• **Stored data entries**
● ● ● ● ●
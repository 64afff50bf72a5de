//! Error types for the board API server.
//!
//! [`ApiError`] unifies all failure modes into a single enum that can be
//! converted into an Axum HTTP response via its
//! [`IntoResponse`](axum::response::IntoResponse) implementation.
//!
//! | Failure | Status |
//! |---------|--------|
//! | absent or irregular grid, board too small, bad `steps`/`maxIterations` | 400 |
//! | malformed id, query string, or JSON body | 400 |
//! | unknown board id | 404 |
//! | no fixed point within `maxIterations` | 500 |
//! | storage failure or a failed blocking task | 500 |

use axum::http::StatusCode;
use axum::response::{IntoResponse, Response};
use conway_core::{ErrorKind, ServiceError};
use conway_types::GridError;

/// Errors that can occur in the board API layer.
#[derive(Debug, thiserror::Error)]
pub enum ApiError {
    /// The board service rejected or failed the request.
    #[error(transparent)]
    Service(#[from] ServiceError),

    /// A board id could not be parsed from the request path.
    #[error("invalid board id: {0}")]
    InvalidUuid(String),

    /// A query parameter was missing its expected type.
    #[error("invalid query: {0}")]
    InvalidQuery(String),

    /// The request body was not the expected JSON.
    #[error("invalid request body: {0}")]
    InvalidBody(String),

    /// The blocking task running the service call panicked or was cancelled.
    #[error("board task failed: {0}")]
    Task(String),
}

impl From<GridError> for ApiError {
    fn from(err: GridError) -> Self {
        Self::Service(ServiceError::Grid(err))
    }
}

impl ApiError {
    /// The HTTP status this error maps to.
    pub const fn status(&self) -> StatusCode {
        match self {
            Self::Service(err) => match err.kind() {
                ErrorKind::Input | ErrorKind::Shape | ErrorKind::Validation | ErrorKind::Range => {
                    StatusCode::BAD_REQUEST
                }
                ErrorKind::NotFound => StatusCode::NOT_FOUND,
                ErrorKind::NotConverged | ErrorKind::Internal => {
                    StatusCode::INTERNAL_SERVER_ERROR
                }
            },
            Self::InvalidUuid(_) | Self::InvalidQuery(_) | Self::InvalidBody(_) => {
                StatusCode::BAD_REQUEST
            }
            Self::Task(_) => StatusCode::INTERNAL_SERVER_ERROR,
        }
    }
}

impl IntoResponse for ApiError {
    fn into_response(self) -> Response {
        let status = self.status();
        let message = self.to_string();

        if status.is_server_error() {
            tracing::error!(status = status.as_u16(), error = %message, "request failed");
        } else {
            tracing::warn!(status = status.as_u16(), error = %message, "request rejected");
        }

        let body = serde_json::json!({
            "error": message,
            "status": status.as_u16(),
        });

        (status, axum::Json(body)).into_response()
    }
}
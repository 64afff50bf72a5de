//! Request and response bodies for the HTTP API.
//!
//! Grids travel as row-major arrays of arrays of booleans. These structs
//! keep the raw nested vectors so that shape validation happens in one
//! place, [`Grid::from_wire`], with a precise [`GridError`].
//!
//! [`GridError`]: crate::GridError

use chrono::{DateTime, Utc};
use serde::{Deserialize, Serialize};
use ts_rs::TS;

use crate::board::Board;
use crate::grid::Grid;
use crate::ids::BoardId;

/// A board state as exchanged with clients: `{ "board": [[bool]] }`.
///
/// `board` is optional on input so that an absent matrix is reported as
/// an input error rather than a generic parse failure.
#[derive(Debug, Clone, Default, PartialEq, Eq, Serialize, Deserialize, TS)]
#[ts(export, export_to = "bindings/")]
pub struct BoardStateDto {
    /// Row-major cell states.
    #[serde(default)]
    pub board: Option<Vec<Vec<bool>>>,
}

impl From<&Grid> for BoardStateDto {
    fn from(grid: &Grid) -> Self {
        Self {
            board: Some(grid.to_rows()),
        }
    }
}

/// Response to a successful upload.
#[derive(Debug, Clone, Copy, PartialEq, Eq, Serialize, Deserialize, TS)]
#[ts(export, export_to = "bindings/")]
pub struct BoardCreated {
    /// Identifier of the new board.
    pub id: BoardId,
}

/// Read-only view of a stored board.
#[derive(Debug, Clone, PartialEq, Eq, Serialize, Deserialize, TS)]
#[ts(export, export_to = "bindings/")]
pub struct BoardView {
    /// Board identifier.
    pub id: BoardId,
    /// Current row-major cell states.
    pub board: Vec<Vec<bool>>,
    /// Number of rows.
    pub rows: usize,
    /// Number of columns.
    pub cols: usize,
    /// Number of live cells.
    pub live_cells: usize,
    /// Transitions applied since upload.
    pub generation: u64,
    /// Upload time.
    pub created_at: DateTime<Utc>,
    /// Time of the last state replacement.
    pub updated_at: DateTime<Utc>,
}

impl From<&Board> for BoardView {
    fn from(board: &Board) -> Self {
        Self {
            id: board.id,
            board: board.state.to_rows(),
            rows: board.state.rows(),
            cols: board.state.cols(),
            live_cells: board.state.live_count(),
            generation: board.generation,
            created_at: board.created_at,
            updated_at: board.updated_at,
        }
    }
}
● ● ● ● ●
• **Aim of the exercise**
When you find a line in the records that contains the word "Deserialize", copy it.

• **Result of this task**
use serde::{Deserialize, Serialize};
#[derive(Debug, Clone, Default, PartialEq, Eq, Serialize, Deserialize, TS)]
#[derive(Debug, Clone, Copy, PartialEq, Eq, Serialize, Deserialize, TS)]
#[derive(Debug, Clone, PartialEq, Eq, Serialize, Deserialize, TS)]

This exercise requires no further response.